Updated: Oct 11, 2023

I'm writing this with my clients in mind because I am looking for an avenue to share the knowledge to many people at one go.


What is Supplementary Retirement Scheme (SRS)?

The Supplementary Retirement Scheme (SRS) is a voluntary scheme initiated by the government to complement the CPF and encourage individuals to save for retirement. Contributions to the SRS scheme are eligible for tax relief.


How Does It Work?

A SRS Account is opened through the 3 local banks and functions similar to a bank account that does not allow penalty-free withdrawals prior to the statutory retirement age, currently at 62. (according to the IRAS Website as of 5/11/2019) Each individual is only allowed 1 SRS Account at any point in time.


Singaporeans, Singapore Permanent Residents and foreigners are allowed to open the SRS Account as long as they are at least 18 years old, not an undischarged bankrupt, not suffering from mental disorder and is capable of managing themselves and their own affairs.
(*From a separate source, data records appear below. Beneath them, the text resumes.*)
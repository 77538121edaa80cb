// SPDX-FileCopyrightText: 2026 Leadline Contributors
// SPDX-License-Identifier: MIT OR Apache-2.0

//! Mock channel adapter for deterministic testing.
//!
//! `MockChannel` implements `ChannelAdapter` with injectable inbound events
//! and captured outbound messages and button answers for assertion in tests.

use std::collections::VecDeque;
use std::sync::Arc;

use async_trait::async_trait;
use tokio::sync::{Mutex, Notify};

use leadline_core::LeadlineError;
use leadline_core::traits::adapter::PluginAdapter;
use leadline_core::traits::channel::ChannelAdapter;
use leadline_core::types::{
    AdapterType, ChannelCapabilities, ConversationId, HealthStatus, InboundMessage,
    MessageContent, MessageId, OutboundMessage,
};

/// A button acknowledgement captured by [`MockChannel`].
#[derive(Debug, Clone, PartialEq, Eq)]
pub struct AnsweredButton {
    pub query_id: String,
    pub notice: Option<String>,
}

/// A mock chat channel for testing.
///
/// Provides three queues:
/// - **inbound**: Events injected via `inject()` are returned by `receive()`
/// - **sent**: Messages passed to `send()` are retrievable via `sent_messages()`
/// - **answered**: Button acknowledgements, retrievable via `answered_buttons()`
pub struct MockChannel {
    inbound: Arc<Mutex<VecDeque<InboundMessage>>>,
    sent: Arc<Mutex<Vec<OutboundMessage>>>,
    answered: Arc<Mutex<Vec<AnsweredButton>>>,
    notify: Arc<Notify>,
}

impl MockChannel {
    /// Create a new mock channel with empty queues.
    pub fn new() -> Self {
        Self {
            inbound: Arc::new(Mutex::new(VecDeque::new())),
            sent: Arc::new(Mutex::new(Vec::new())),
            answered: Arc::new(Mutex::new(Vec::new())),
            notify: Arc::new(Notify::new()),
        }
    }

    /// Inject an inbound event. The next call to `receive()` returns it.
    pub async fn inject(&self, msg: InboundMessage) {
        self.inbound.lock().await.push_back(msg);
        self.notify.notify_one();
    }

    /// Get all messages that were sent through `send()`.
    pub async fn sent_messages(&self) -> Vec<OutboundMessage> {
        self.sent.lock().await.clone()
    }

    pub async fn sent_count(&self) -> usize {
        self.sent.lock().await.len()
    }

    pub async fn answered_buttons(&self) -> Vec<AnsweredButton> {
        self.answered.lock().await.clone()
    }

    pub async fn clear_sent(&self) {
        self.sent.lock().await.clear();
    }
}

impl Default for MockChannel {
    fn default() -> Self {
        Self::new()
    }
}

/// Build an inbound event for `conversation`.
pub fn inbound(conversation: ConversationId, content: MessageContent) -> InboundMessage {
    InboundMessage {
        id: format!("test-{}", uuid::Uuid::new_v4()),
        conversation,
        channel: "mock".to_string(),
        sender_id: conversation.to_string(),
        content,
        timestamp: chrono::Utc::now().to_rfc3339(),
    }
}

#[async_trait]
impl PluginAdapter for MockChannel {
    fn name(&self) -> &str {
        "mock-channel"
    }

    fn version(&self) -> semver::Version {
        semver::Version::new(0, 1, 0)
    }

    fn adapter_type(&self) -> AdapterType {
        AdapterType::Channel
    }

    async fn health_check(&self) -> Result<HealthStatus, LeadlineError> {
        Ok(HealthStatus::Healthy)
    }

    async fn shutdown(&self) -> Result<(), LeadlineError> {
        Ok(())
    }
}

#[async_trait]
impl ChannelAdapter for MockChannel {
    fn capabilities(&self) -> ChannelCapabilities {
        ChannelCapabilities {
            supports_inline_keyboards: true,
            supports_contacts: true,
            max_message_length: None,
        }
    }

    async fn connect(&mut self) -> Result<(), LeadlineError> {
        Ok(())
    }

    async fn send(&self, msg: OutboundMessage) -> Result<MessageId, LeadlineError> {
        let id = format!("mock-msg-{}", uuid::Uuid::new_v4());
        self.sent.lock().await.push(msg);
        Ok(MessageId(id))
    }

    async fn receive(&self) -> Result<InboundMessage, LeadlineError> {
        loop {
            {
                let mut queue = self.inbound.lock().await;
                if let Some(msg) = queue.pop_front() {
                    return Ok(msg);
                }
            }
            self.notify.notified().await;
        }
    }

    async fn answer_button(
        &self,
        query_id: &str,
        notice: Option<&str>,
    ) -> Result<(), LeadlineError> {
        self.answered.lock().await.push(AnsweredButton {
            query_id: query_id.to_string(),
            notice: notice.map(str::to_string),
        });
        Ok(())
    }
}

#[cfg(test)]
mod tests {
    use super::*;
    use leadline_core::types::ParseMode;

    fn text(body: &str) -> InboundMessage {
        inbound(ConversationId(7), MessageContent::Text(body.to_string()))
    }

    fn outbound(body: &str) -> OutboundMessage {
        OutboundMessage {
            conversation: ConversationId(7),
            text: body.to_string(),
            parse_mode: ParseMode::Plain,
            keyboard: None,
        }
    }

    #[tokio::test]
    async fn receive_returns_injected_messages() {
        let channel = MockChannel::new();
        channel.inject(text("hello")).await;

        let received = channel.receive().await.unwrap();
        assert_eq!(received.sender_id, "7");
        match &received.content {
            MessageContent::Text(t) => assert_eq!(t, "hello"),
            _ => panic!("expected text content"),
        }
    }

    #[tokio::test]
    async fn send_captures_outbound_messages() {
        let channel = MockChannel::new();
        let msg_id = channel.send(outbound("response text")).await.unwrap();
        assert!(msg_id.0.starts_with("mock-msg-"));

        let sent = channel.sent_messages().await;
        assert_eq!(sent.len(), 1);
        assert_eq!(sent[0].text, "response text");
        assert_eq!(sent[0].conversation, ConversationId(7));
    }

    #[tokio::test]
    async fn answer_button_is_recorded() {
        let channel = MockChannel::new();
        channel.answer_button("q-1", Some("City: Kazan")).await.unwrap();
        channel.answer_button("q-2", None).await.unwrap();

        let answered = channel.answered_buttons().await;
        assert_eq!(answered.len(), 2);
        assert_eq!(answered[0].notice.as_deref(), Some("City: Kazan"));
        assert!(answered[1].notice.is_none());
    }

    #[tokio::test]
    async fn multiple_messages_in_order() {
        let channel = MockChannel::new();
        channel.inject(text("first")).await;
        channel.inject(text("second")).await;

        let msg1 = channel.receive().await.unwrap();
        let msg2 = channel.receive().await.unwrap();
        match (&msg1.content, &msg2.content) {
            (MessageContent::Text(t1), MessageContent::Text(t2)) => {
                assert_eq!(t1, "first");
                assert_eq!(t2, "second");
            }
            _ => panic!("expected text content"),
        }
    }

    #[tokio::test]
    async fn receive_waits_for_injection() {
        let channel = Arc::new(MockChannel::new());
        let channel_clone = channel.clone();

        tokio::spawn(async move {
            tokio::time::sleep(tokio::time::Duration::from_millis(50)).await;
            channel_clone.inject(text("delayed")).await;
        });

        let received = tokio::time::timeout(tokio::time::Duration::from_secs(2), channel.receive())
            .await
            .expect("receive timed out")
            .unwrap();
        match &received.content {
            MessageContent::Text(t) => assert_eq!(t, "delayed"),
            _ => panic!("expected text content"),
        }
    }

    #[tokio::test]
    async fn sent_count_and_clear() {
        let channel = MockChannel::new();
        assert_eq!(channel.sent_count().await, 0);
        channel.send(outbound("a")).await.unwrap();
        channel.send(outbound("b")).await.unwrap();
        assert_eq!(channel.sent_count().await, 2);
        channel.clear_sent().await;
        assert_eq!(channel.sent_count().await, 0);
    }
}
The maximum contribution of a Singaporean/SPR is $15,300 and the maximum contribution for a foreigner is $35,700.


Contributions into the SRS Account has no restriction on the frequency and amount to contribute per deposit as long as it does not exceed the maximum contribution for that calendar year. The cut off date for each calendar year is 31st December. The entitlement for tax relief is for the Year of Assessment as per the year of contribution.


Example of how the tax relief works

This is a very basic example and assumes that there's no other reliefs in place besides the contributions to SRS Account. Let's say John earns an annual income of $80,000. He has no other reliefs claimable so his taxable income is $80,000.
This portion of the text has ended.